Friday, December 12, 2008

Making a List & Checking it Twice!


One of the memorable and magical moments for a lot of us growing up, and for a lot of our kids this month, is the fine tuning and production of "the list". When I was a little girl, we actually mailed our list to Santa! The excitement was intense. Making a Christmas list, whether Santa is a part of your Christmas or not, is one of many happy traditions of the season for most families with children. And actually, we depend on these lists to help us find out what those inner secret wishes are, or to help our more expressive and easily excited children to narrow down their expectations! :0) However, as with many traditions, the culture of a community affects and re-defines them with time. The Christmas list of a child growing up in the early 70's on a Brazilian missionary field, was very different from the list of a child growing up on Long Island in 2008. Sadly, expectations and the "LI Entitlement" epidemic have crept their way into far too many unsuspecting homes. All of this can lead to a little apprehension about how to pull gift giving off. Last night I was on the phone with a very close friend, who is really burdened by the prospect of both maintaining faith in Santa, and being moderate in how much they spend on each of their kids for Christmas-especially the ones that are old enough to make expensive requests, but too young to know that Santa has limitations.

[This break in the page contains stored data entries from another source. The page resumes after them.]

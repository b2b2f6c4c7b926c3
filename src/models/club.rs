use super::{Directory, Populated};
use crate::error::{AppError, AppResult};
use chrono::{DateTime, Utc};
use serde::{Deserialize, Serialize};
use uuid::Uuid;

#[derive(Debug, Clone, Copy, PartialEq, Eq, Serialize, Deserialize)]
pub enum ClubCategory {
    Technical,
    Cultural,
    Sports,
    Academic,
    Social,
}

#[derive(Debug, Clone, Copy, PartialEq, Eq, Serialize, Deserialize)]
#[serde(rename_all = "lowercase")]
pub enum MemberRole {
    Member,
    Coordinator,
    Lead,
}

pub const MAX_FORUM_MESSAGE: usize = 1000;

#[derive(Debug, Clone, Serialize, Deserialize)]
#[serde(rename_all = "camelCase")]
pub struct Club<U = Uuid> {
    pub id: Uuid,
    pub name: String,
    pub description: String,
    pub category: ClubCategory,
    #[serde(default)]
    pub logo: String,
    #[serde(default)]
    pub cover_image: String,
    pub president: Option<U>,
    pub vice_president: Option<U>,
    pub faculty: Option<U>,
    #[serde(default)]
    pub members: Vec<Member<U>>,
    #[serde(default)]
    pub gallery: Vec<GalleryImage<U>>,
    #[serde(default)]
    pub resources: Vec<Resource<U>>,
    /// Newest first.
    #[serde(default)]
    pub forum_posts: Vec<ForumPost<U>>,
    pub is_active: bool,
    pub created_at: DateTime<Utc>,
    pub updated_at: DateTime<Utc>,
}

document!(Club, "clubs", "Club");

#[derive(Debug, Clone, Serialize, Deserialize)]
#[serde(rename_all = "camelCase")]
pub struct Member<U = Uuid> {
    pub user: U,
    pub role: MemberRole,
    pub joined_at: DateTime<Utc>,
}

#[derive(Debug, Clone, Serialize, Deserialize)]
#[serde(rename_all = "camelCase")]
pub struct GalleryImage<U = Uuid> {
    pub id: Uuid,
    pub url: String,
    pub caption: String,
    pub uploaded_by: U,
    pub uploaded_at: DateTime<Utc>,
}

#[derive(Debug, Clone, Serialize, Deserialize)]
#[serde(rename_all = "camelCase")]
pub struct Resource<U = Uuid> {
    pub id: Uuid,
    pub name: String,
    pub url: String,
    pub size: String,
    pub uploaded_by: U,
    pub uploaded_at: DateTime<Utc>,
}

#[derive(Debug, Clone, Serialize, Deserialize)]
#[serde(rename_all = "camelCase")]
pub struct ForumPost<U = Uuid> {
    pub id: Uuid,
    pub user: U,
    pub message: String,
    pub created_at: DateTime<Utc>,
}

#[derive(Debug, Clone, Deserialize)]
#[serde(rename_all = "camelCase")]
pub struct NewClub {
    pub name: String,
    pub description: String,
    pub category: ClubCategory,
    pub logo: Option<String>,
    pub cover_image: Option<String>,
    pub president: Option<Uuid>,
    pub vice_president: Option<Uuid>,
    pub faculty: Option<Uuid>,
}

#[derive(Debug, Clone, Default, Deserialize)]
#[serde(rename_all = "camelCase")]
pub struct ClubPatch {
    pub name: Option<String>,
    pub description: Option<String>,
    pub category: Option<ClubCategory>,
    pub logo: Option<String>,
    pub cover_image: Option<String>,
    pub president: Option<Uuid>,
    pub vice_president: Option<Uuid>,
    pub faculty: Option<Uuid>,
    pub is_active: Option<bool>,
}

#[derive(Debug, Clone, Serialize)]
#[serde(rename_all = "camelCase")]
pub struct ClubView<U = Uuid> {
    #[serde(flatten)]
    pub club: Club<U>,
    pub member_count: usize,
}

impl<U> From<Club<U>> for ClubView<U> {
    fn from(club: Club<U>) -> Self {
        Self {
            member_count: club.members.len(),
            club,
        }
    }
}

/// Key under which a club name is reserved. Names are unique ignoring case.
pub fn club_name_key(name: &str) -> String {
    name.trim().to_lowercase()
}

/// Human readable file size, as shown next to club resources.
pub fn format_size(bytes: usize) -> String {
    format!("{:.2} KB", bytes as f64 / 1024.0)
}

fn check_name(name: &str) -> AppResult<()> {
    super::required_max("name", name, 100)
}

fn check_description(description: &str) -> AppResult<()> {
    super::required_max("description", description, 500)
}

impl NewClub {
    pub fn validate(&self) -> AppResult<()> {
        check_name(&self.name)?;
        check_description(&self.description)
    }

    pub fn into_club(self, now: DateTime<Utc>) -> Club {
        Club {
            id: Uuid::new_v4(),
            name: self.name.trim().to_string(),
            description: self.description,
            category: self.category,
            logo: self.logo.unwrap_or_default(),
            cover_image: self.cover_image.unwrap_or_default(),
            president: self.president,
            vice_president: self.vice_president,
            faculty: self.faculty,
            members: Vec::new(),
            gallery: Vec::new(),
            resources: Vec::new(),
            forum_posts: Vec::new(),
            is_active: true,
            created_at: now,
            updated_at: now,
        }
    }
}

impl ClubPatch {
    pub fn validate(&self) -> AppResult<()> {
        if let Some(name) = &self.name {
            check_name(name)?;
        }
        if let Some(description) = &self.description {
            check_description(description)?;
        }
        Ok(())
    }
}

impl Club {
    pub fn is_member(&self, user: Uuid) -> bool {
        self.members.iter().any(|m| m.user == user)
    }

    /// Applies an already validated patch.
    pub fn apply(&mut self, patch: ClubPatch) {
        if let Some(name) = patch.name {
            self.name = name.trim().to_string();
        }
        if let Some(description) = patch.description {
            self.description = description;
        }
        if let Some(category) = patch.category {
            self.category = category;
        }
        if let Some(logo) = patch.logo {
            self.logo = logo;
        }
        if let Some(cover) = patch.cover_image {
            self.cover_image = cover;
        }
        if patch.president.is_some() {
            self.president = patch.president;
        }
        if patch.vice_president.is_some() {
            self.vice_president = patch.vice_president;
        }
        if patch.faculty.is_some() {
            self.faculty = patch.faculty;
        }
        if let Some(active) = patch.is_active {
            self.is_active = active;
        }
    }

    pub fn join(&mut self, user: Uuid, now: DateTime<Utc>) -> AppResult<()> {
        if self.is_member(user) {
            return Err(AppError::conflict("already a member of this club"));
        }
        self.members.push(Member {
            user,
            role: MemberRole::Member,
            joined_at: now,
        });
        Ok(())
    }

    /// Returns whether a membership was removed.
    pub fn leave(&mut self, user: Uuid) -> bool {
        let before = self.members.len();
        self.members.retain(|m| m.user != user);
        before != self.members.len()
    }

    pub fn add_gallery(&mut self, urls: Vec<String>, caption: &str, uploader: Uuid, now: DateTime<Utc>) {
        self.gallery.extend(urls.into_iter().map(|url| GalleryImage {
            id: Uuid::new_v4(),
            url,
            caption: caption.to_string(),
            uploaded_by: uploader,
            uploaded_at: now,
        }));
    }

    pub fn add_resource(&mut self, name: String, url: String, bytes: usize, uploader: Uuid, now: DateTime<Utc>) {
        self.resources.push(Resource {
            id: Uuid::new_v4(),
            name,
            url,
            size: format_size(bytes),
            uploaded_by: uploader,
            uploaded_at: now,
        });
    }

    pub fn post(&mut self, user: Uuid, message: String, now: DateTime<Utc>) -> AppResult<()> {
        super::required_max("message", &message, MAX_FORUM_MESSAGE)?;
        self.forum_posts.insert(
            0,
            ForumPost {
                id: Uuid::new_v4(),
                user,
                message,
                created_at: now,
            },
        );
        Ok(())
    }

    /// Every user the club refers to, possibly repeated.
    pub fn user_ids(&self) -> Vec<Uuid> {
        self.president
            .into_iter()
            .chain(self.vice_president)
            .chain(self.faculty)
            .chain(self.members.iter().map(|m| m.user))
            .chain(self.gallery.iter().map(|g| g.uploaded_by))
            .chain(self.resources.iter().map(|r| r.uploaded_by))
            .chain(self.forum_posts.iter().map(|p| p.user))
            .collect()
    }

    pub fn populate(self, users: &Directory) -> Club<Populated> {
        let user = |id| users.summary(id);
        Club {
            id: self.id,
            name: self.name,
            description: self.description,
            category: self.category,
            logo: self.logo,
            cover_image: self.cover_image,
            president: self.president.map(user),
            vice_president: self.vice_president.map(user),
            faculty: self.faculty.map(user),
            members: self.members.into_iter().map(|m| m.populate(users)).collect(),
            gallery: self
                .gallery
                .into_iter()
                .map(|g| GalleryImage {
                    id: g.id,
                    url: g.url,
                    caption: g.caption,
                    uploaded_by: user(g.uploaded_by),
                    uploaded_at: g.uploaded_at,
                })
                .collect(),
            resources: self
                .resources
                .into_iter()
                .map(|r| Resource {
                    id: r.id,
                    name: r.name,
                    url: r.url,
                    size: r.size,
                    uploaded_by: user(r.uploaded_by),
                    uploaded_at: r.uploaded_at,
                })
                .collect(),
            forum_posts: self
                .forum_posts
                .into_iter()
                .map(|p| ForumPost {
                    id: p.id,
                    user: user(p.user),
                    message: p.message,
                    created_at: p.created_at,
                })
                .collect(),
            is_active: self.is_active,
            created_at: self.created_at,
            updated_at: self.updated_at,
        }
    }
}

impl Member {
    pub fn populate(self, users: &Directory) -> Member<Populated> {
        Member {
            user: users.summary(self.user),
            role: self.role,
            joined_at: self.joined_at,
        }
    }

    /// For the member roster, which also shows phone numbers.
    pub fn with_contact(self, users: &Directory) -> Member<Populated> {
        Member {
            user: users.contact(self.user),
            role: self.role,
            joined_at: self.joined_at,
        }
    }
}

#[cfg(test)]
pub(crate) mod tests {
    use super::*;

    pub(crate) fn new_club(name: &str) -> NewClub {
        NewClub {
            name: name.into(),
            description: "Builders and tinkerers".into(),
            category: ClubCategory::Technical,
            logo: None,
            cover_image: None,
            president: None,
            vice_president: None,
            faculty: None,
        }
    }

    #[test]
    fn join_twice_conflicts() {
        let mut club = new_club("Tech Club").into_club(Utc::now());
        let user = Uuid::new_v4();
        club.join(user, Utc::now()).unwrap();
        assert!(matches!(club.join(user, Utc::now()), Err(AppError::Conflict(_))));
        assert_eq!(club.members.len(), 1);
        assert_eq!(club.members[0].role, MemberRole::Member);
    }

    #[test]
    fn forum_is_newest_first() {
        let mut club = new_club("Tech Club").into_club(Utc::now());
        let user = Uuid::new_v4();
        club.post(user, "first".into(), Utc::now()).unwrap();
        club.post(user, "second".into(), Utc::now()).unwrap();
        assert_eq!(club.forum_posts[0].message, "second");
        assert_eq!(club.forum_posts[1].message, "first");
    }

    #[test]
    fn forum_rejects_long_or_empty_messages() {
        let mut club = new_club("Tech Club").into_club(Utc::now());
        let user = Uuid::new_v4();
        assert!(club.post(user, "x".repeat(MAX_FORUM_MESSAGE + 1), Utc::now()).is_err());
        assert!(club.post(user, "   ".into(), Utc::now()).is_err());
        assert!(club.forum_posts.is_empty());
    }

    #[test]
    fn sizes_render_in_kilobytes() {
        assert_eq!(format_size(2048), "2.00 KB");
        assert_eq!(format_size(1536), "1.50 KB");
    }

    #[test]
    fn name_key_ignores_case_and_padding() {
        assert_eq!(club_name_key("  Tech Club "), club_name_key("tech club"));
    }

    #[test]
    fn populate_resolves_every_reference() {
        let author = crate::models::RegisterUser {
            name: "Ravi".into(),
            email: "ravi@campus.edu".into(),
            password: "hunter22".into(),
            role: None,
            department: Some(crate::models::Department::Cse),
            year: Some(3),
            phone: None,
        }
        .into_user("hash".into(), Utc::now());
        let gone = Uuid::new_v4();

        let mut club = new_club("Tech Club").into_club(Utc::now());
        club.president = Some(author.id);
        club.join(author.id, Utc::now()).unwrap();
        club.join(gone, Utc::now()).unwrap();
        club.post(author.id, "hello".into(), Utc::now()).unwrap();
        club.add_gallery(vec!["/uploads/a.png".into()], "", author.id, Utc::now());
        assert_eq!(club.user_ids().len(), 5);

        let mut users = Directory::default();
        users.insert(&author);
        let club = club.populate(&users);

        assert_eq!(club.president.unwrap().unwrap().name, "Ravi");
        assert_eq!(club.members[0].user.as_ref().unwrap().year, Some(3));
        assert!(club.members[1].user.is_none());
        assert_eq!(club.forum_posts[0].user.as_ref().unwrap().id, author.id);
        assert_eq!(club.gallery[0].uploaded_by.as_ref().unwrap().email, "ravi@campus.edu");
        assert!(club.faculty.is_none());
    }
}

What mom doesn't want her child to experience that moment of wonder and joy at finding their wishes come true Christmas morning? We love to see our children bursting with happiness. The opportunity to create that wonder is in our hands at Christmastime! And...greed can ruin it all. So how do we groom grateful kids in the midst of all this excitement and anticipation? Do we put out the fire of excitement and extinguish expectations by eliminating all lists? I mean, the very production of a list says something doesn't it? And Christmas IS all about giving. It's funny though, how we say that, knowing that it's true. And yet other aspects of our traditional Christmas don't really line up with that knowledge. At it's best, for most families, we tack on the spiritual and meaningful. We add things like Shoe boxes for kids and maybe an extra offering or gift for a needy family, to otherwise quite secular gift giving traditions.

The Christmas list is fun! I love seeing the kids sitting at the kitchen table with a mug of hot chocolate, caught up in wonder and hopeful excitement. And actually, it's a practical tool in my house. But I also think it needs constant clarifying and even re-defining. A list, while a child is working on one, needs to be set up in their mind as a means for helping family and others to get to know them and their wishes. Lately, I think it's that simple. When a child, or a grown up for that matter, is asked to make a list we just need to frame it differently. I really think we need to be deliberate as moms, to lead and teach away from entitlement. Entitlement is a lurking monster and it's one of the cultural norms that we need to guard our hearts and minds from. If we, mentally even, look to "checking things off" that are on our kids Christmas lists, what are we really teaching? I'm NOT saying that we shouldn't get things our children really want for Christmas! I am saying though, that if we get most of the things on their list for them, that it will train an expectation that we might not really want to grow. In spite of our spiritually driven, balancing phrases like "Christmas is really about giving", that we hope will neutralize what we practice.

We need to intentionally invite personal, creative, off-list, original gift giving back into our Christmas. Our Father in heaven, looked down on us, at just the right time in history. He lovingly studied our needs, dreams, even our design. In light of who we are, the sin and selfishness that we are born into, and in light of what we were created to become, He gave. He gave to us a Child, a Son. A Christmas gift that would become our hope and life - and that would draw out of each one of us all of the things He designed for us to be. A beautiful history to work at re-creating through honoring traditions this Christmas.

2 comments:

Sharon said...

How well expressed, Donna. May this sink into our innermost being and God's sacrificial gift of letting His son be born to suffer for us find new ways of expressing itself to the world. Thank you for taking time to reflect on the Christmas wish list so meaningfully!

bethany said...

Wow~ thanks for sharing this. growing up in our house we never made lists....people hinted at what they might want or like and it was part of the secret fun of giving: to surprise each other with something we hoped would bring joy! i miss that..a.s almost all the people I bought gifts for this year, will be getting something on their 'list.' Of course, I asked them what they wanted!